Scontro o incontro di civiltà e religioni?

Pubblichiamo la seconda parte dell'intervista a mons. Armando Bortolaso e mons. Simon Atallah: bisogna finirla con una strategia del frazionamento geopolitico del Medio Oriente e con una destabilizzazione sistematica di questi Paesi. Solo così si assicurerà loro un futuro di pace e di stabilità e si risolverà il problema dell’esodo dei cristiani
guerra in Siria bambino

Scontro o incontro di civiltà e religioni?
Mons. Armando Bortolaso (22 anni in Siria e per 10 vicario apostolico dei latini per la Siria, con sede ad Aleppo): «C’è chi vorrebbe farci credere che la prima tesi è ineluttabile, mentre tutta la realtà storica dimostra che è vera la seconda. Nonostante il suo passato il Libano, per esempio, è una dimostrazione eclatante che la convivenza pacifica tra religioni, culture e componenti etniche diverse non solo è possibile, ma anche desiderata da tutti». Un patto che cristiani e musulmani (con qualche rarissima eccezione) hanno rinnovato molte volte. «E il ruolo del Paese dei Cedri continua oggi ad essere strategico nello scacchiere mediorientale. Nel settembre 2012 Benedetto XVI è venuto in Libano per incoraggiare tutti, cristiani e musulmani, e per dire al Paese, come già aveva fatto Giovanni Paolo II, "voi non siete solo una nazione", ma "una missione, un modello di convivenza pacifica, di coesione, di fraternità". Ed in particolare il Papa ha voluto sostenere i cristiani, dare loro speranza nel futuro, spronarli a rimanere nella loro terra quale deterrente al pericolo che sconvolge tutta la regione».

Come immaginare il futuro?
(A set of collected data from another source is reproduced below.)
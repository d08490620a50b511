//! Fixed timestep simulation tick
//!
//! Core game loop that advances the world by one frame. Movement speeds are
//! expressed per tick; `dt` only drives the fire cooldown clock.

use glam::Vec2;
use rand::Rng;

use super::frame::RenderFrame;
use super::spawn::{reset_game, start_level};
use super::state::{Bullet, GameEvent, GamePhase, GameState, PowerUp, PowerUpKind};
use crate::consts::*;
use crate::hits_restart_button;

/// Input commands for a single tick
#[derive(Debug, Clone, Default)]
pub struct TickInput {
    /// Held movement keys
    pub up: bool,
    pub down: bool,
    pub left: bool,
    pub right: bool,
    /// Fire toward `pointer` (one-shot, subject to cooldown)
    pub fire: bool,
    /// Last known pointer position in playfield coordinates
    pub pointer: Vec2,
    /// Pointer click this tick (only used by the end screen)
    pub click: Option<Vec2>,
}

/// Advance the game state by one tick and return what to draw
pub fn tick(state: &mut GameState, input: &TickInput, dt: f32) -> RenderFrame {
    state.events.clear();

    // End screen: only the restart button does anything
    if state.phase != GamePhase::Playing {
        if input.click.is_some_and(hits_restart_button) {
            reset_game(state);
        }
        return RenderFrame::capture(state);
    }

    state.time_ticks += 1;
    state.time += dt as f64;

    if input.fire {
        fire(state, input.pointer);
    }

    move_player(state, input);
    move_bullets(state);
    collect_power_ups(state);
    resolve_enemies(state);
    advance_level(state);

    RenderFrame::capture(state)
}

/// Launch a bullet from the player's centre toward `target`
fn fire(state: &mut GameState, target: Vec2) {
    if state.time < state.next_fire_time {
        return;
    }

    let origin = state.player.center();
    let dir = (target - origin).normalize_or_zero();
    if dir == Vec2::ZERO {
        // Aiming at our own centre has no direction; don't burn the cooldown
        return;
    }

    let size = state.tuning.bullet_size;
    state.bullets.push(Bullet {
        pos: origin - Vec2::splat(size / 2.0),
        vel: dir * state.tuning.bullet_speed,
        size,
    });
    state.next_fire_time = state.time + state.tuning.fire_cooldown as f64;
    state.events.push(GameEvent::BulletFired);
}

/// Apply held movement keys, keeping the player fully on the field
fn move_player(state: &mut GameState, input: &TickInput) {
    let player = &mut state.player;
    let max = Vec2::new(PLAYFIELD_WIDTH - player.size, PLAYFIELD_HEIGHT - player.size);

    if input.up && player.pos.y > 0.0 {
        player.pos.y = (player.pos.y - player.speed).max(0.0);
    }
    if input.down && player.pos.y < max.y {
        player.pos.y = (player.pos.y + player.speed).min(max.y);
    }
    if input.left && player.pos.x > 0.0 {
        player.pos.x = (player.pos.x - player.speed).max(0.0);
    }
    if input.right && player.pos.x < max.x {
        player.pos.x = (player.pos.x + player.speed).min(max.x);
    }
}

fn move_bullets(state: &mut GameState) {
    for bullet in &mut state.bullets {
        bullet.pos += bullet.vel;
    }
    state
        .bullets
        .retain(|b| !b.aabb().is_outside(PLAYFIELD_WIDTH, PLAYFIELD_HEIGHT));
}

fn collect_power_ups(state: &mut GameState) {
    let player_box = state.player.aabb();
    let mut collected = Vec::new();
    state.power_ups.retain(|p| {
        let touching = p.aabb().overlaps(&player_box);
        if touching {
            collected.push(p.kind);
        }
        !touching
    });

    for kind in collected {
        match kind {
            PowerUpKind::Heal => state.player.heal(state.tuning.heal_amount),
        }
        log::debug!("Picked up {:?}, health {}", kind, state.player.health);
        state.events.push(GameEvent::PowerUpCollected { kind });
    }
}

/// Chase the player, then resolve enemy/player and enemy/bullet contacts.
///
/// Enemies and bullets are walked newest-first. Removals are recorded in
/// masks and applied once at the end so indices stay valid during the walk.
fn resolve_enemies(state: &mut GameState) {
    let target = state.player.pos;
    let mut enemy_dead = vec![false; state.enemies.len()];
    let mut bullet_spent = vec![false; state.bullets.len()];
    let mut drops: Vec<Vec2> = Vec::new();

    'enemies: for i in (0..state.enemies.len()).rev() {
        state.enemies[i].seek(target);
        let enemy_box = state.enemies[i].aabb();

        // Contact with the player: both take the hit, bullets are skipped
        if enemy_box.overlaps(&state.player.aabb()) {
            state.player.health -= state.tuning.contact_damage;
            enemy_dead[i] = true;
            state.enemies_remaining = state.enemies_remaining.saturating_sub(1);
            state.events.push(GameEvent::PlayerHit {
                health: state.player.health,
            });
            log::debug!("Player hit, health {}", state.player.health);

            if state.player.is_dead() && state.phase == GamePhase::Playing {
                state.phase = GamePhase::GameOver;
                state.events.push(GameEvent::GameOver);
                log::info!(
                    "Game over on level {} with score {}",
                    state.level_index + 1,
                    state.score
                );
            }
            continue;
        }

        for j in (0..state.bullets.len()).rev() {
            if bullet_spent[j] || !state.bullets[j].aabb().overlaps(&enemy_box) {
                continue;
            }
            bullet_spent[j] = true;

            let enemy = &mut state.enemies[i];
            enemy.hp = enemy.hp.saturating_sub(1);
            if enemy.hp == 0 {
                if enemy.is_boss {
                    state.score += state.tuning.boss_score;
                    state.phase = GamePhase::Win;
                    state.events.push(GameEvent::BossDefeated);
                    state.events.push(GameEvent::Victory);
                    log::info!("Boss defeated! Final score {}", state.score);
                    // Nothing else is processed once the run is won
                    break 'enemies;
                }

                let pos = enemy.pos;
                enemy_dead[i] = true;
                state.score += state.tuning.kill_score;
                state.enemies_remaining = state.enemies_remaining.saturating_sub(1);
                state.events.push(GameEvent::EnemyKilled { pos });
                log::debug!("Enemy down, {} remaining", state.enemies_remaining);

                if state.rng.random::<f32>() < state.tuning.power_up_drop_chance {
                    drops.push(pos);
                }
            }
            break;
        }
    }

    let mut idx = 0;
    state.enemies.retain(|_| {
        let keep = !enemy_dead[idx];
        idx += 1;
        keep
    });
    let mut idx = 0;
    state.bullets.retain(|_| {
        let keep = !bullet_spent[idx];
        idx += 1;
        keep
    });

    let size = state.tuning.power_up_size;
    for pos in drops {
        state.power_ups.push(PowerUp {
            pos,
            size,
            kind: PowerUpKind::Heal,
        });
        state.events.push(GameEvent::PowerUpDropped { pos });
    }
}

/// Move to the next level once every enemy of this one is gone
fn advance_level(state: &mut GameState) {
    if state.phase != GamePhase::Playing || state.enemies_remaining > 0 {
        return;
    }

    let next = state.level_index + 1;
    if next < state.tuning.levels.len() {
        start_level(state, next);
    } else {
        // Last level emptied without a boss kill (a boss that crashes into
        // the player, or a campaign with no boss): no boss bonus
        state.phase = GamePhase::Win;
        state.events.push(GameEvent::Victory);
        log::info!("Campaign cleared! Final score {}", state.score);
    }
}
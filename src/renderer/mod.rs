//! Rendering module
//!
//! `scene` builds a draw list from a `RenderFrame`; `canvas` paints it in the
//! browser with the Canvas 2D API.

pub mod scene;

#[cfg(target_arch = "wasm32")]
pub mod canvas;

pub use scene::{DrawCmd, TextAlign, build_scene};

#[cfg(target_arch = "wasm32")]
pub use canvas::CanvasRenderer;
Quali le possibili soluzioni?
Bortolaso e il vescovo maronita Simon Atallah (della diocesi di Baalbek-Deir El-Ahmar, a nord del Libano, al confine con la Siria) concordano: «Il magma sotterraneo delle potenze occidentali si scontra oggi in Siria con il magma sotterraneo di quelle orientali. Il vulcano sirianopotrebbe scoppiare improvvisamente coinvolgendo i Paesi vicini con conseguenze imprevedibili. Occorre bloccare questo meccanismo perverso che può compromettere la pace mondiale. Bisogna per questo risolvere in modo equo e giusto il problema palestinese nel quadro del diritto internazionale delle Nazioni Unite: questo è il nodo centrale della pace in Medio Oriente. Occorre lavorare a ciò strenuamente. Solo così il mare in tempesta di oggi ritroverebbe pian piano la sua calma».
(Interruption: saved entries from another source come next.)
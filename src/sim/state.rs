//! Game state and core simulation types
//!
//! Everything the simulation step reads or writes lives in `GameState`.

use glam::Vec2;
use rand::SeedableRng;
use rand_pcg::Pcg32;
use serde::{Deserialize, Serialize};

use super::collision::Aabb;
use super::level::Level;
use super::spawn::start_level;
use crate::consts::*;
use crate::tuning::{Tuning, TuningError};

/// Current phase of the run
#[derive(Debug, Clone, Copy, PartialEq, Eq, Serialize, Deserialize)]
pub enum GamePhase {
    /// Active gameplay
    Playing,
    /// Player health ran out
    GameOver,
    /// Boss defeated (or campaign exhausted)
    Win,
}

/// The player's avatar
#[derive(Debug, Clone, Serialize, Deserialize)]
pub struct Player {
    /// Top-left corner
    pub pos: Vec2,
    /// Side length of the square hitbox
    pub size: f32,
    /// Movement per tick on each held axis
    pub speed: f32,
    pub health: i32,
    pub max_health: i32,
}

impl Player {
    pub fn new(tuning: &Tuning) -> Self {
        Self {
            pos: Self::spawn_point(tuning.player_size),
            size: tuning.player_size,
            speed: tuning.player_speed,
            health: tuning.player_max_health,
            max_health: tuning.player_max_health,
        }
    }

    /// Centre of the playfield, adjusted for the hitbox
    fn spawn_point(size: f32) -> Vec2 {
        Vec2::new(
            PLAYFIELD_WIDTH / 2.0 - size / 2.0,
            PLAYFIELD_HEIGHT / 2.0 - size / 2.0,
        )
    }

    /// Restore full health and return to the spawn point
    pub fn reset(&mut self) {
        self.health = self.max_health;
        self.pos = Self::spawn_point(self.size);
    }

    pub fn aabb(&self) -> Aabb {
        Aabb::square(self.pos, self.size)
    }

    pub fn center(&self) -> Vec2 {
        self.aabb().center()
    }

    /// Heal, capped at max health
    pub fn heal(&mut self, amount: i32) {
        self.health = (self.health + amount).min(self.max_health);
    }

    /// Health in [0, 1] for the HUD bar
    pub fn health_fraction(&self) -> f32 {
        (self.health as f32 / self.max_health as f32).clamp(0.0, 1.0)
    }

    pub fn is_dead(&self) -> bool {
        self.health <= 0
    }
}

/// An enemy cat chasing the player
#[derive(Debug, Clone, Serialize, Deserialize)]
pub struct Enemy {
    pub pos: Vec2,
    pub size: f32,
    pub speed: f32,
    pub hp: u32,
    pub is_boss: bool,
}

impl Enemy {
    pub fn aabb(&self) -> Aabb {
        Aabb::square(self.pos, self.size)
    }

    /// Step toward `target` (both top-left corners) at this enemy's speed.
    /// An enemy already sitting on the target stays put.
    pub fn seek(&mut self, target: Vec2) {
        let dir = (target - self.pos).normalize_or_zero();
        self.pos += dir * self.speed;
    }
}

/// A player projectile
#[derive(Debug, Clone, Serialize, Deserialize)]
pub struct Bullet {
    pub pos: Vec2,
    /// Displacement per tick, fixed at launch
    pub vel: Vec2,
    pub size: f32,
}

impl Bullet {
    pub fn aabb(&self) -> Aabb {
        Aabb::square(self.pos, self.size)
    }
}

/// Power-up types
#[derive(Debug, Clone, Copy, PartialEq, Eq, Serialize, Deserialize)]
pub enum PowerUpKind {
    Heal,
}

/// A pickup dropped by a defeated enemy
#[derive(Debug, Clone, Serialize, Deserialize)]
pub struct PowerUp {
    pub pos: Vec2,
    pub size: f32,
    pub kind: PowerUpKind,
}

impl PowerUp {
    pub fn aabb(&self) -> Aabb {
        Aabb::square(self.pos, self.size)
    }
}

/// Notable things that happened during a tick
#[derive(Debug, Clone, PartialEq, Serialize, Deserialize)]
pub enum GameEvent {
    LevelStarted { index: usize },
    BulletFired,
    EnemyKilled { pos: Vec2 },
    BossDefeated,
    PlayerHit { health: i32 },
    PowerUpDropped { pos: Vec2 },
    PowerUpCollected { kind: PowerUpKind },
    GameOver,
    Victory,
    Restarted,
}

/// Complete game state (deterministic for a given seed and input stream)
#[derive(Debug, Clone, Serialize, Deserialize)]
pub struct GameState {
    /// Run seed for reproducibility
    pub seed: u64,
    /// Source of all gameplay randomness
    pub rng: Pcg32,
    /// Balance values this run was started with
    pub tuning: Tuning,
    /// Index into `tuning.levels`
    pub level_index: usize,
    /// Enemies of the current level not yet killed or crashed into the player
    pub enemies_remaining: u32,
    pub score: u64,
    pub phase: GamePhase,
    pub player: Player,
    pub enemies: Vec<Enemy>,
    pub bullets: Vec<Bullet>,
    pub power_ups: Vec<PowerUp>,
    /// Simulated seconds spent in play (monotonic across restarts)
    pub time: f64,
    /// Earliest `time` at which the next shot may fire
    pub next_fire_time: f64,
    /// Simulation tick counter
    pub time_ticks: u64,
    /// Events produced by the most recent tick
    #[serde(skip)]
    pub events: Vec<GameEvent>,
}

impl GameState {
    /// Create a new game with the stock tuning, starting at level 0
    pub fn new(seed: u64) -> Self {
        Self::build(seed, Tuning::default())
    }

    /// Create a new game with custom tuning, starting at level 0.
    /// The tuning is validated first; nothing is spawned if it is rejected.
    pub fn with_tuning(seed: u64, tuning: Tuning) -> Result<Self, TuningError> {
        tuning.validate()?;
        Ok(Self::build(seed, tuning))
    }

    /// `tuning` must already satisfy `Tuning::validate`
    fn build(seed: u64, tuning: Tuning) -> Self {
        let mut state = Self {
            seed,
            rng: Pcg32::seed_from_u64(seed),
            player: Player::new(&tuning),
            tuning,
            level_index: 0,
            enemies_remaining: 0,
            score: 0,
            phase: GamePhase::Playing,
            enemies: Vec::new(),
            bullets: Vec::new(),
            power_ups: Vec::new(),
            time: 0.0,
            next_fire_time: 0.0,
            time_ticks: 0,
            events: Vec::new(),
        };

        start_level(&mut state, 0);

        state
    }

    /// Descriptor of the level being played
    pub fn current_level(&self) -> &Level {
        &self.tuning.levels[self.level_index]
    }

    pub fn is_playing(&self) -> bool {
        self.phase == GamePhase::Playing
    }
}

#[cfg(test)]
mod tests {
    use super::*;

    #[test]
    fn test_new_game_starts_level_zero() {
        let state = GameState::new(7);
        assert_eq!(state.phase, GamePhase::Playing);
        assert_eq!(state.level_index, 0);
        assert_eq!(state.enemies.len(), 3);
        assert_eq!(state.enemies_remaining, 3);
        assert_eq!(state.player.health, 100);
        assert_eq!(state.player.pos, Vec2::new(375.0, 275.0));
        assert_eq!(state.current_level().name, "Level 1");
    }

    #[test]
    fn test_with_tuning_rejects_invalid_tuning() {
        let no_levels = Tuning {
            levels: Vec::new(),
            ..Tuning::default()
        };
        assert!(matches!(
            GameState::with_tuning(1, no_levels),
            Err(TuningError::NoLevels)
        ));

        let inverted_sizes = Tuning {
            enemy_min_size: 40.0,
            enemy_max_size: 20.0,
            ..Tuning::default()
        };
        assert!(matches!(
            GameState::with_tuning(1, inverted_sizes),
            Err(TuningError::InvalidValue {
                field: "enemy_max_size"
            })
        ));
    }

    #[test]
    fn test_with_tuning_accepts_valid_tuning() {
        let tuning = Tuning {
            player_speed: 8.0,
            ..Tuning::default()
        };
        let state = GameState::with_tuning(77, tuning).unwrap();
        assert_eq!(state.seed, 77);
        assert_eq!(state.player.speed, 8.0);
        assert_eq!(state.enemies.len(), 3);
    }

    #[test]
    fn test_heal_is_capped() {
        let mut player = Player::new(&Tuning::default());
        player.health = 90;
        player.heal(30);
        assert_eq!(player.health, 100);
        player.health = 40;
        player.heal(30);
        assert_eq!(player.health, 70);
    }

    #[test]
    fn test_health_fraction_clamps() {
        let mut player = Player::new(&Tuning::default());
        player.health = 50;
        assert_eq!(player.health_fraction(), 0.5);
        player.health = -20;
        assert_eq!(player.health_fraction(), 0.0);
    }

    #[test]
    fn test_enemy_seeks_target() {
        let mut enemy = Enemy {
            pos: Vec2::new(0.0, 0.0),
            size: 30.0,
            speed: 2.0,
            hp: 1,
            is_boss: false,
        };
        enemy.seek(Vec2::new(10.0, 0.0));
        assert_eq!(enemy.pos, Vec2::new(2.0, 0.0));
    }

    #[test]
    fn test_enemy_on_target_stays_finite() {
        let mut enemy = Enemy {
            pos: Vec2::new(100.0, 100.0),
            size: 30.0,
            speed: 1.5,
            hp: 1,
            is_boss: false,
        };
        enemy.seek(Vec2::new(100.0, 100.0));
        assert!(enemy.pos.is_finite());
        assert_eq!(enemy.pos, Vec2::new(100.0, 100.0));
    }
}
Ed ancora. «La politica dell’occidente deve fare un passo indietro, rinunciando ad esportare una democrazia alla quale i paesi arabi non sono preparati. Bisogna finirla una buona volta con una strategia del frazionamento geopolitico del Medio Oriente e con una destabilizzazione sistematica di questi Paesi. Solo così si assicurerebbe loro un futuro di pace e di stabilità. Solo così anche il problema dell’esodo dei cristiani dal Medio Oriente sarebbe risolto. Vedere partire i cristiani dalle loro terre d’origine provoca smarrimento nella popolazione musulmana più moderata ed evoluta è una loro espressione ricorrente: “Non ve ne andate! Rimanete! Abbiamo vissuto insieme per secoli!”. Bisogna infine che si accetti che i popoli arabi si avviino alla ricerca del proprio sistema di governo, e che si dia loro tempo per realizzare quella democrazia e trovare la via a quella laicità che sono auspicate da tutti». Ma ci vuole ancora tempo, molto tempo. Di tempo poi ce n’è voluto molto anche in Europa per raggiungere questi traguardi.

Un’ultima annotazione?
Mons. Bortolaso: «Ci siamo trovati alcune settimane fa al Cairo per un incontro ecumenico una quarantina di vescovi di diverse chiese, amici del Movimento dei Focolari. Siamo stati accolti splendidamente dalla Chiesa copta (dieci milioni di cristiani). Una chiesa meravigliosa, una “chiesa sorella”, che ha manifestato aperture inedite verso l’unità. Sotto la spinta del nuovo patriarca Teodoro II si sta pensando di creare un Consiglio che raccolga tutte le chiese cristiane presenti in Egitto, laboratorio che si potrebbe aprire anche in altri Paesi della regione mediorientale. Ci è sembrato che in queste regioni, che tanto stanno soffrendo, lo Spirito Santo scenda con particolare effusione sulle Chiese cristiane dando loro una nuovissima spinta verso la piena unità».  

Mons. Atallah: «Durante la celebrazione della Settimana di preghiera per l’unità nella mia diocesi, insieme a me sedeva il vescovo ortodosso George di Antiochia. Ha terminato la sua predica dicendo: "Quando io, ortodosso, arriverò a vedere nella faccia del maronita la faccia di Gesù Cristo, allora ci sarà l’unità". È così. Si tratta di un lavoro mistico, perché profondo e sostanziale, di grazia. E non è facile vedere Gesù nel volto del prossimo. Il motore è l’amore.

Anche noi cristiani vogliamo contribuire a riportare la pace in questi nostri Paesi. Lo potremo fare accelerando i tempi verso l’unita. Per questo lavoriamo a formare comunità di chiese diverse dove sia viva la legge dell’amore vicendevole, dove si veda e si ami Gesù nel fratello. Questo il nostro impegno.

Ai nostri fratelli d’Occidente invece domandiamo de levare le mani dal Medio Oriente, perché sulle sue popolazioni ci sono molte mani. Non sono mani benedicenti ma di oppressione, che distruggono i Paesi e le relazioni amichevoli che ci sono sempre state tra noi e i nostri fratelli di tutte le religioni. Abbiamo bisogno invece che essi aiutino, sostengano, incoraggino quanti in Medio Oriente credono e lavorano per la coesistenza pacifica fra popoli, etnie e religioni. Questa è l’unica via alla pace».